Input records Start Marker

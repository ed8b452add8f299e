// Storage abstraction for the employee service
// This defines the interface every employee store implements

//! # Storage Abstraction Layer
//!
//! This module provides the storage abstraction the GraphQL resolvers talk to,
//! plus the in-memory store. The persistent store lives in
//! [`crate::engine::document`].
//!
//! ## Storage Architecture
//!
//! The storage layer follows the **Repository Pattern**:
//! - **EmployeeStorage trait**: list, get, create, update and delete
//! - **InMemoryStorage**: ordered collection in process memory
//! - **DocumentStorage**: document collection plus a named id counter
//!
//! ## Contract shared by every store
//!
//! - `get_employee` returns `Ok(None)` for an unknown id; absence is not an error
//! - `update_employee` and `delete_employee` fail with
//!   [`EmployeeServiceError::NotFound`] when no record has the id, and leave the
//!   store unchanged
//! - ids are assigned by the store from a sequence counter and are never reused
//!
//! ## Thread Safety
//!
//! Stores are shared across request handlers, so they are `Send + Sync` and
//! guard their own state. The in-memory store keeps its records behind a
//! `tokio::sync::RwLock`: reads run concurrently, every mutation is exclusive.

use tokio::sync::RwLock;
use tracing::debug;

use crate::engine::sequence::{InMemorySequenceCounter, SequenceCounter};
use crate::models::{sample_employees, Employee, EmployeeId, EmployeeInput, EMPLOYEE_SEQUENCE};
use crate::{EmployeeServiceError, Result};

/// Storage trait for employee records
///
/// ## Rust Learning Notes:
///
/// ### Generic Return Types
/// - `Result<Option<Employee>>` means "the lookup can fail, and if it
///   succeeds the record might or might not exist"
/// - `Result<Employee>` on update means a missing record is an error
#[async_trait::async_trait]
pub trait EmployeeStorage: Send + Sync {
    /// List every employee
    ///
    /// The in-memory store returns insertion order, the document store
    /// ascending id order.
    async fn list_employees(&self) -> Result<Vec<Employee>>;

    /// Get an employee by id
    async fn get_employee(&self, id: &EmployeeId) -> Result<Option<Employee>>;

    /// Create an employee with a freshly assigned id
    async fn create_employee(&self, input: EmployeeInput) -> Result<Employee>;

    /// Overwrite every non-id field of an existing employee
    ///
    /// ## Errors
    /// - `NotFound` if no employee has this id
    async fn update_employee(&self, id: &EmployeeId, input: EmployeeInput) -> Result<Employee>;

    /// Delete an employee and return its id
    ///
    /// ## Errors
    /// - `NotFound` if no employee has this id
    async fn delete_employee(&self, id: &EmployeeId) -> Result<EmployeeId>;
}

/// In-memory employee store
///
/// Records live in a `Vec` in insertion order. Ids come from an
/// [`InMemorySequenceCounter`], so every created record gets a new id even
/// after deletions.
///
/// ## Limitations
///
/// - **Not persistent**: Data is lost when process restarts
/// - **Linear scans**: get, update and delete walk the whole collection
#[derive(Debug, Default)]
pub struct InMemoryStorage {
    employees: RwLock<Vec<Employee>>,
    sequence: InMemorySequenceCounter,
}

impl InMemoryStorage {
    /// Empty store whose first created record gets id "1"
    pub fn new() -> Self {
        Self::default()
    }

    /// Store seeded with the four sample rows, ids "1" through "4"
    ///
    /// The id sequence continues after the seeded rows.
    pub fn with_sample_data() -> Self {
        let employees: Vec<Employee> = sample_employees()
            .into_iter()
            .zip(1_i64..)
            .map(|(input, id)| Employee::from_input(id, input))
            .collect();
        let last = employees.len() as i64;

        Self {
            employees: RwLock::new(employees),
            sequence: InMemorySequenceCounter::starting_after(EMPLOYEE_SEQUENCE, last),
        }
    }
}

#[async_trait::async_trait]
impl EmployeeStorage for InMemoryStorage {
    async fn list_employees(&self) -> Result<Vec<Employee>> {
        let employees = self.employees.read().await;
        Ok(employees.clone())
    }

    async fn get_employee(&self, id: &EmployeeId) -> Result<Option<Employee>> {
        let employees = self.employees.read().await;
        Ok(employees.iter().find(|e| &e.id == id).cloned())
    }

    async fn create_employee(&self, input: EmployeeInput) -> Result<Employee> {
        let id = self.sequence.next_sequence(EMPLOYEE_SEQUENCE).await?;
        let employee = Employee::from_input(id, input);

        let mut employees = self.employees.write().await;
        employees.push(employee.clone());
        debug!("Stored employee {} in memory ({} total)", employee.id, employees.len());

        Ok(employee)
    }

    async fn update_employee(&self, id: &EmployeeId, input: EmployeeInput) -> Result<Employee> {
        let mut employees = self.employees.write().await;

        let slot = employees
            .iter_mut()
            .find(|e| &e.id == id)
            .ok_or_else(|| EmployeeServiceError::employee_not_found(id))?;

        // Replace the record in place; the id stays as it was
        *slot = Employee::from_input(slot.id.clone(), input);
        Ok(slot.clone())
    }

    async fn delete_employee(&self, id: &EmployeeId) -> Result<EmployeeId> {
        let mut employees = self.employees.write().await;

        let before = employees.len();
        employees.retain(|e| &e.id != id);

        if employees.len() == before {
            return Err(EmployeeServiceError::employee_not_found(id));
        }
        Ok(id.clone())
    }
}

Input records End Marker

Retype the portion of the data above that starts on the line with "employee store implements" and finishes on the line with "freshly assigned id", including both of those lines.

// This defines the interface every employee store implements

//! # Storage Abstraction Layer
//!
//! This module provides the storage abstraction the GraphQL resolvers talk to,
//! plus the in-memory store. The persistent store lives in
//! [`crate::engine::document`].
//!
//! ## Storage Architecture
//!
//! The storage layer follows the **Repository Pattern**:
//! - **EmployeeStorage trait**: list, get, create, update and delete
//! - **InMemoryStorage**: ordered collection in process memory
//! - **DocumentStorage**: document collection plus a named id counter
//!
//! ## Contract shared by every store
//!
//! - `get_employee` returns `Ok(None)` for an unknown id; absence is not an error
//! - `update_employee` and `delete_employee` fail with
//!   [`EmployeeServiceError::NotFound`] when no record has the id, and leave the
//!   store unchanged
//! - ids are assigned by the store from a sequence counter and are never reused
//!
//! ## Thread Safety
//!
//! Stores are shared across request handlers, so they are `Send + Sync` and
//! guard their own state. The in-memory store keeps its records behind a
//! `tokio::sync::RwLock`: reads run concurrently, every mutation is exclusive.

use tokio::sync::RwLock;
use tracing::debug;

use crate::engine::sequence::{InMemorySequenceCounter, SequenceCounter};
use crate::models::{sample_employees, Employee, EmployeeId, EmployeeInput, EMPLOYEE_SEQUENCE};
use crate::{EmployeeServiceError, Result};

/// Storage trait for employee records
///
/// ## Rust Learning Notes:
///
/// ### Generic Return Types
/// - `Result<Option<Employee>>` means "the lookup can fail, and if it
///   succeeds the record might or might not exist"
/// - `Result<Employee>` on update means a missing record is an error
#[async_trait::async_trait]
pub trait EmployeeStorage: Send + Sync {
    /// List every employee
    ///
    /// The in-memory store returns insertion order, the document store
    /// ascending id order.
    async fn list_employees(&self) -> Result<Vec<Employee>>;

    /// Get an employee by id
    async fn get_employee(&self, id: &EmployeeId) -> Result<Option<Employee>>;

    /// Create an employee with a freshly assigned id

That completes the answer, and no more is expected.